INDEMNITY AGREEMENT
(Form of)
By this INDEMNITY AGREEMENT (this "Agreement"), Ugly Duckling Corporation, a
Delaware corporation (the "Company"), and the undersigned officer or member of
its Board of Directors ("Indemnitee") warrant, covenant and agree as follows:
WHEREAS, Indemnitee is an officer and/or a member of the Board of
Directors of the Company and in such capacity is performing a valuable service
for the Company; and
WHEREAS, the Company's Certificate of Incorporation provides for
indemnification of officers and directors to the fullest extent authorized by
the Delaware General Corporation Law; and
WHEREAS, the Delaware General Corporation Law provides that the
indemnification rights provided thereunder are not exclusive, and that
agreements may be entered into between Company and its officers and the members
of its Board of Directors with respect to indemnification; and
WHEREAS, in order to induce Indemnitee to serve as an officer or member
of the Board of Directors of the Company, the Company desires to enter into this
contract with Indemnitee;
NOW, THEREFORE, in consideration of Indemnitee's continued service as
an officer and/or director after the date hereof the parties hereto agree as
follows:
1. Indemnification of Indemnitee.
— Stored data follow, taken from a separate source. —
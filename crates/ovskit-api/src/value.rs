// ── OVSDB value encoding ──
//
// RFC 7047 §5.1 notation: atoms are bare JSON scalars or tagged pairs
// (`["uuid", ..]`, `["named-uuid", ..]`); sets and maps are tagged arrays
// (`["set", [..]]`, `["map", [[k, v], ..]]`). A set of exactly one element
// may also be sent as the bare atom, so decoders must accept both.

use std::collections::BTreeMap;

use serde::{Deserialize, Deserializer, Serialize, Serializer};
use serde_json::Value as Json;
use uuid::Uuid;

use crate::error::Error;

/// A single OVSDB atom.
#[derive(Debug, Clone, PartialEq)]
pub enum Atom {
    String(String),
    Integer(i64),
    Real(f64),
    Boolean(bool),
    /// A committed row reference.
    Uuid(Uuid),
    /// A transaction-scoped placeholder for a row inserted in the same
    /// transaction. Only valid inside an outgoing `transact`.
    NamedUuid(String),
}

impl Atom {
    pub fn to_json(&self) -> Json {
        match self {
            Self::String(s) => Json::String(s.clone()),
            Self::Integer(i) => Json::from(*i),
            Self::Real(r) => Json::from(*r),
            Self::Boolean(b) => Json::Bool(*b),
            Self::Uuid(u) => serde_json::json!(["uuid", u.to_string()]),
            Self::NamedUuid(n) => serde_json::json!(["named-uuid", n]),
        }
    }

    pub fn from_json(json: &Json) -> Result<Self, Error> {
        match json {
            Json::String(s) => Ok(Self::String(s.clone())),
            Json::Bool(b) => Ok(Self::Boolean(*b)),
            Json::Number(n) => n
                .as_i64()
                .map(Self::Integer)
                .or_else(|| n.as_f64().map(Self::Real))
                .ok_or_else(|| Error::decode("atom", json)),
            Json::Array(pair) => match pair.as_slice() {
                [Json::String(tag), Json::String(id)] if tag == "uuid" => Uuid::parse_str(id)
                    .map(Self::Uuid)
                    .map_err(|_| Error::decode("uuid", json)),
                [Json::String(tag), Json::String(id)] if tag == "named-uuid" => {
                    Ok(Self::NamedUuid(id.clone()))
                }
                _ => Err(Error::decode("atom", json)),
            },
            Json::Null | Json::Object(_) => Err(Error::decode("atom", json)),
        }
    }

    pub fn as_str(&self) -> Option<&str> {
        match self {
            Self::String(s) => Some(s),
            _ => None,
        }
    }

    pub fn as_integer(&self) -> Option<i64> {
        match self {
            Self::Integer(i) => Some(*i),
            _ => None,
        }
    }

    pub fn as_bool(&self) -> Option<bool> {
        match self {
            Self::Boolean(b) => Some(*b),
            _ => None,
        }
    }

    pub fn as_uuid(&self) -> Option<Uuid> {
        match self {
            Self::Uuid(u) => Some(*u),
            _ => None,
        }
    }
}

impl From<&str> for Atom {
    fn from(s: &str) -> Self {
        Self::String(s.to_owned())
    }
}

impl From<String> for Atom {
    fn from(s: String) -> Self {
        Self::String(s)
    }
}

impl From<i64> for Atom {
    fn from(i: i64) -> Self {
        Self::Integer(i)
    }
}

impl From<bool> for Atom {
    fn from(b: bool) -> Self {
        Self::Boolean(b)
    }
}

impl From<Uuid> for Atom {
    fn from(u: Uuid) -> Self {
        Self::Uuid(u)
    }
}

// ── Value ────────────────────────────────────────────────────────────

/// A column value: a bare atom, a set of atoms, or a map.
#[derive(Debug, Clone, PartialEq)]
pub enum Value {
    Atom(Atom),
    Set(Vec<Atom>),
    Map(Vec<(Atom, Atom)>),
}

impl Value {
    /// The empty set. Used to clear optional columns such as `Port.tag`.
    pub fn empty_set() -> Self {
        Self::Set(Vec::new())
    }

    pub fn set<I, A>(atoms: I) -> Self
    where
        I: IntoIterator<Item = A>,
        A: Into<Atom>,
    {
        Self::Set(atoms.into_iter().map(Into::into).collect())
    }

    pub fn string_map<I, K, V>(entries: I) -> Self
    where
        I: IntoIterator<Item = (K, V)>,
        K: Into<String>,
        V: Into<String>,
    {
        Self::Map(
            entries
                .into_iter()
                .map(|(k, v)| (Atom::String(k.into()), Atom::String(v.into())))
                .collect(),
        )
    }

    pub fn to_json(&self) -> Json {
        match self {
            Self::Atom(a) => a.to_json(),
            Self::Set(atoms) => {
                serde_json::json!(["set", atoms.iter().map(Atom::to_json).collect::<Vec<_>>()])
            }
            Self::Map(pairs) => serde_json::json!([
                "map",
                pairs
                    .iter()
                    .map(|(k, v)| Json::Array(vec![k.to_json(), v.to_json()]))
                    .collect::<Vec<_>>()
            ]),
        }
    }

    pub fn from_json(json: &Json) -> Result<Self, Error> {
        if let Json::Array(items) = json {
            match items.as_slice() {
                [Json::String(tag), Json::Array(elems)] if tag == "set" => {
                    return elems
                        .iter()
                        .map(Atom::from_json)
                        .collect::<Result<Vec<_>, _>>()
                        .map(Self::Set);
                }
                [Json::String(tag), Json::Array(pairs)] if tag == "map" => {
                    return pairs
                        .iter()
                        .map(|pair| match pair {
                            Json::Array(kv) => match kv.as_slice() {
                                [k, v] => Ok((Atom::from_json(k)?, Atom::from_json(v)?)),
                                _ => Err(Error::decode("map pair", pair)),
                            },
                            other => Err(Error::decode("map pair", other)),
                        })
                        .collect::<Result<Vec<_>, _>>()
                        .map(Self::Map);
                }
                _ => {}
            }
        }
        Atom::from_json(json).map(Self::Atom)
    }

    /// View the value as a list of atoms. A bare atom is a singleton set.
    pub fn atoms(&self) -> Result<&[Atom], Error> {
        match self {
            Self::Atom(a) => Ok(std::slice::from_ref(a)),
            Self::Set(atoms) => Ok(atoms),
            Self::Map(_) => Err(Error::Decode {
                expected: "set",
                found: "map".into(),
            }),
        }
    }

    /// View the value as key/value pairs. An empty set is an empty map.
    pub fn pairs(&self) -> Result<&[(Atom, Atom)], Error> {
        match self {
            Self::Map(pairs) => Ok(pairs),
            Self::Set(atoms) if atoms.is_empty() => Ok(&[]),
            other => Err(Error::Decode {
                expected: "map",
                found: other.to_json().to_string(),
            }),
        }
    }
}

impl From<Atom> for Value {
    fn from(a: Atom) -> Self {
        Self::Atom(a)
    }
}

impl From<&str> for Value {
    fn from(s: &str) -> Self {
        Self::Atom(s.into())
    }
}

impl From<String> for Value {
    fn from(s: String) -> Self {
        Self::Atom(s.into())
    }
}

impl From<i64> for Value {
    fn from(i: i64) -> Self {
        Self::Atom(i.into())
    }
}

impl From<bool> for Value {
    fn from(b: bool) -> Self {
        Self::Atom(b.into())
    }
}

impl From<Uuid> for Value {
    fn from(u: Uuid) -> Self {
        Self::Atom(u.into())
    }
}

impl Serialize for Value {
    fn serialize<S: Serializer>(&self, serializer: S) -> Result<S::Ok, S::Error> {
        self.to_json().serialize(serializer)
    }
}

impl<'de> Deserialize<'de> for Value {
    fn deserialize<D: Deserializer<'de>>(deserializer: D) -> Result<Self, D::Error> {
        let json = Json::deserialize(deserializer)?;
        Self::from_json(&json).map_err(serde::de::Error::custom)
    }
}

// ── Row ──────────────────────────────────────────────────────────────

/// A table row as column name → raw JSON value.
///
/// Columns stay undecoded so a consumer can decode them one at a time and
/// decide per column whether a malformed value is fatal.
#[derive(Debug, Clone, Default, PartialEq, Serialize, Deserialize)]
#[serde(transparent)]
pub struct Row(BTreeMap<String, Json>);

impl Row {
    pub fn new() -> Self {
        Self::default()
    }

    /// Builder-style column insert.
    pub fn with(mut self, column: impl Into<String>, value: impl Into<Value>) -> Self {
        self.insert(column, value);
        self
    }

    pub fn insert(&mut self, column: impl Into<String>, value: impl Into<Value>) {
        self.0.insert(column.into(), value.into().to_json());
    }

    /// Raw JSON of a column, if present.
    pub fn get(&self, column: &str) -> Option<&Json> {
        self.0.get(column)
    }

    /// Decode a column into a [`Value`]. `None` if the column is absent.
    pub fn value(&self, column: &str) -> Option<Result<Value, Error>> {
        self.0.get(column).map(Value::from_json)
    }

    /// The row's `_uuid` column, present on rows returned by `select`.
    pub fn uuid(&self) -> Option<Uuid> {
        match self.value("_uuid")? {
            Ok(Value::Atom(Atom::Uuid(u))) => Some(u),
            _ => None,
        }
    }

    pub fn is_empty(&self) -> bool {
        self.0.is_empty()
    }

    pub fn len(&self) -> usize {
        self.0.len()
    }

    pub fn columns(&self) -> impl Iterator<Item = (&String, &Json)> {
        self.0.iter()
    }
}

impl FromIterator<(String, Json)> for Row {
    fn from_iter<I: IntoIterator<Item = (String, Json)>>(iter: I) -> Self {
        Self(iter.into_iter().collect())
    }
}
Subject to Section 2 below, the
Company shall hold harmless and indemnify Indemnitee against any and all
expenses (including attorneys' fees), judgments, fines and amounts paid in
settlement actually and reasonably incurred by Indemnitee in connection with any
threatened, pending or completed action, suit or proceeding, whether civil,
criminal, administrative or investigative to which Indemnitee is, was or at any
time becomes a party, or is threatened to be made a party, by reason of the fact
that Indemnitee is, was or at any time becomes a director, officer, employee or
agent of the Company, or is or was serving or at any time serves at the request
of the Company as a director, officer, employee or agent of another corporation,
partnership, joint venture, trust or other enterprise, to the extent set forth
from time to time in the Company's Certificate of Incorporation, Bylaws or
Indemnification Policies, if any. No amendment or termination of the Company's
Certificate of Incorporation, Bylaws or Indemnification Policies, if any, shall
affect or terminate the contracted rights granted to the Indemnitee hereunder.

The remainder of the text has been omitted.